__Directions__.
In the entries that follow, which lines hold the string "abort"? List them.

+---+

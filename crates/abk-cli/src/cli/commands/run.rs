//! `abk run` and `abk copy`: plan a job tree and drive it to completion.

use abk_core::config::{AbkConfig, PathMapping};
use abk_core::control::JobControl;
use abk_core::copy::{plan_mapping, plan_mappings, CopyExecutor, FileCopyJob, PlanSettings};
use abk_core::job::Job;
use abk_core::scheduler::JobScheduler;
use abk_core::work::{BoundedScheduler, WorkSettings};
use anyhow::{Context, Result};
use std::path::Path;
use std::sync::Arc;
use std::time::Instant;
use tokio::sync::broadcast::error::RecvError;

const PROGRESS_INTERVAL_MS: u128 = 500;

pub async fn run_mappings(cfg: &AbkConfig, jobs: Option<usize>) -> Result<()> {
    if cfg.mappings.is_empty() {
        println!("no mappings configured; see `abk map add`");
        return Ok(());
    }
    let control = Arc::new(JobControl::new());
    let token = control.register("run");
    let job = plan_mappings(&cfg.mappings, &PlanSettings::from(cfg), &token)?;
    let result = drive(cfg, jobs, job, &control).await;
    control.unregister("run");
    result
}

pub async fn run_copy(
    cfg: &AbkConfig,
    source: &Path,
    target: &Path,
    jobs: Option<usize>,
) -> Result<()> {
    let control = Arc::new(JobControl::new());
    let token = control.register("copy");
    let mapping = PathMapping {
        source: source.to_path_buf(),
        target: target.to_path_buf(),
    };
    let job = plan_mapping(&mapping, &PlanSettings::from(cfg), &token)?;
    let result = drive(cfg, jobs, job, &control).await;
    control.unregister("copy");
    result
}

async fn drive(
    cfg: &AbkConfig,
    jobs: Option<usize>,
    job: Job<FileCopyJob>,
    control: &Arc<JobControl>,
) -> Result<()> {
    let mut settings = WorkSettings::from(cfg);
    if let Some(n) = jobs {
        settings.max_concurrency = n;
    }
    let work = BoundedScheduler::with_settings(settings)?;
    let scheduler = JobScheduler::new(CopyExecutor::from_config(cfg), work);

    let files = job.leaves().len();
    tracing::info!(
        job = %job.description(),
        files,
        max_concurrency = settings.max_concurrency,
        "backup starting"
    );

    let printer = job.progress().map(|p| {
        let mut rx = p.subscribe();
        tokio::spawn(async move {
            let mut last_print = Instant::now();
            loop {
                match rx.recv().await {
                    Ok(changed) => {
                        if last_print.elapsed().as_millis() >= PROGRESS_INTERVAL_MS {
                            println!("{}", progress_line(changed.new));
                            last_print = Instant::now();
                        }
                    }
                    Err(RecvError::Lagged(_)) => continue,
                    Err(RecvError::Closed) => break,
                }
            }
        })
    });

    let interrupt = {
        let control = Arc::clone(control);
        tokio::spawn(async move {
            if tokio::signal::ctrl_c().await.is_ok() {
                eprintln!("interrupted; cancelling backup");
                control.cancel_all();
            }
        })
    };

    let tracked = job.clone();
    let started = Instant::now();
    let result = scheduler.schedule_job(job).await;
    interrupt.abort();
    if let Some(printer) = printer {
        printer.abort();
        // Wait for the abort so the final line is not interleaved.
        let _ = printer.await;
    }

    match result {
        Ok(()) => {
            if let Some(line) = final_progress_line(&tracked) {
                println!("{line}");
            }
            println!(
                "backed up {} file(s) in {:.1}s",
                files,
                started.elapsed().as_secs_f64()
            );
            tracing::info!(files, "backup finished");
            Ok(())
        }
        Err(err) => {
            tracing::warn!(error = %err, "backup failed");
            Err(err).context("backup failed")
        }
    }
}

fn progress_line(progress: f64) -> String {
    format!("  {:.1}%", progress * 100.0)
}

/// Last progress value of the root job, read directly once the run is over.
fn final_progress_line(job: &Job<FileCopyJob>) -> Option<String> {
    job.progress().map(|p| progress_line(p.progress()))
}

+---+

__Solution__.
    interrupt.abort();
        printer.abort();
        // Wait for the abort so the final line is not interleaved.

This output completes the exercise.